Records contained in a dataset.
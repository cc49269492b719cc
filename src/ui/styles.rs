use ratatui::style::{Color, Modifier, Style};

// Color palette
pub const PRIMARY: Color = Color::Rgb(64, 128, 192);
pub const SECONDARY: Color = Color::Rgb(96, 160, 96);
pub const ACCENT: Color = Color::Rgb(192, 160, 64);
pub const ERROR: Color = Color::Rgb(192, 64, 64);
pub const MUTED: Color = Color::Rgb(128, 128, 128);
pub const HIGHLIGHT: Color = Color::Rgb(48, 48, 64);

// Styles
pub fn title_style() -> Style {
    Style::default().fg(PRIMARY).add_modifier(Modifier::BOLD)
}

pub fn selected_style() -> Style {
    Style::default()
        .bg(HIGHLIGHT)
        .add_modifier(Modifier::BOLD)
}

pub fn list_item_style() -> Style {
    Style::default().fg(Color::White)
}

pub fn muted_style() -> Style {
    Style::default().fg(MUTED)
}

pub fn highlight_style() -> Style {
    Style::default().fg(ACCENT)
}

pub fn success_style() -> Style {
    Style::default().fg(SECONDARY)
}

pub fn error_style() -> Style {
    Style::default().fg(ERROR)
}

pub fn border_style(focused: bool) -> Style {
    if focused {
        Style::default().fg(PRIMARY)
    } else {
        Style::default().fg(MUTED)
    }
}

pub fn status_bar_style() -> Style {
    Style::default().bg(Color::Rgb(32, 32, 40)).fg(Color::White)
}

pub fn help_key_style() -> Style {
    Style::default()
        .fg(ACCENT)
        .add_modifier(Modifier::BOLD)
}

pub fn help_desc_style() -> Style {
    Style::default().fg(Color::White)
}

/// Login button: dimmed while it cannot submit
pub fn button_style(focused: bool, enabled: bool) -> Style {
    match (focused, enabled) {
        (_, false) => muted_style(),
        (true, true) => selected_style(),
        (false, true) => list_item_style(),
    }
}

TASK TO CARRY OUT.
Down to the last line, return the data above exactly.

YOUR SOLUTION.
repository cc49269492b719cc
filename src/ui/styles.rs
use ratatui::style::{Color, Modifier, Style};

// Color palette
pub const PRIMARY: Color = Color::Rgb(64, 128, 192);
pub const SECONDARY: Color = Color::Rgb(96, 160, 96);
pub const ACCENT: Color = Color::Rgb(192, 160, 64);
pub const ERROR: Color = Color::Rgb(192, 64, 64);
pub const MUTED: Color = Color::Rgb(128, 128, 128);
pub const HIGHLIGHT: Color = Color::Rgb(48, 48, 64);

// Styles
pub fn title_style() -> Style {
    Style::default().fg(PRIMARY).add_modifier(Modifier::BOLD)
}

pub fn selected_style() -> Style {
    Style::default()
        .bg(HIGHLIGHT)
        .add_modifier(Modifier::BOLD)
}

pub fn list_item_style() -> Style {
    Style::default().fg(Color::White)
}

pub fn muted_style() -> Style {
    Style::default().fg(MUTED)
}

pub fn highlight_style() -> Style {
    Style::default().fg(ACCENT)
}

pub fn success_style() -> Style {
    Style::default().fg(SECONDARY)
}

pub fn error_style() -> Style {
    Style::default().fg(ERROR)
}

pub fn border_style(focused: bool) -> Style {
    if focused {
        Style::default().fg(PRIMARY)
    } else {
        Style::default().fg(MUTED)
    }
}

pub fn status_bar_style() -> Style {
    Style::default().bg(Color::Rgb(32, 32, 40)).fg(Color::White)
}

pub fn help_key_style() -> Style {
    Style::default()
        .fg(ACCENT)
        .add_modifier(Modifier::BOLD)
}

pub fn help_desc_style() -> Style {
    Style::default().fg(Color::White)
}

/// Login button: dimmed while it cannot submit
pub fn button_style(focused: bool, enabled: bool) -> Style {
    match (focused, enabled) {
        (_, false) => muted_style(),
        (true, true) => selected_style(),
        (false, true) => list_item_style(),
    }
}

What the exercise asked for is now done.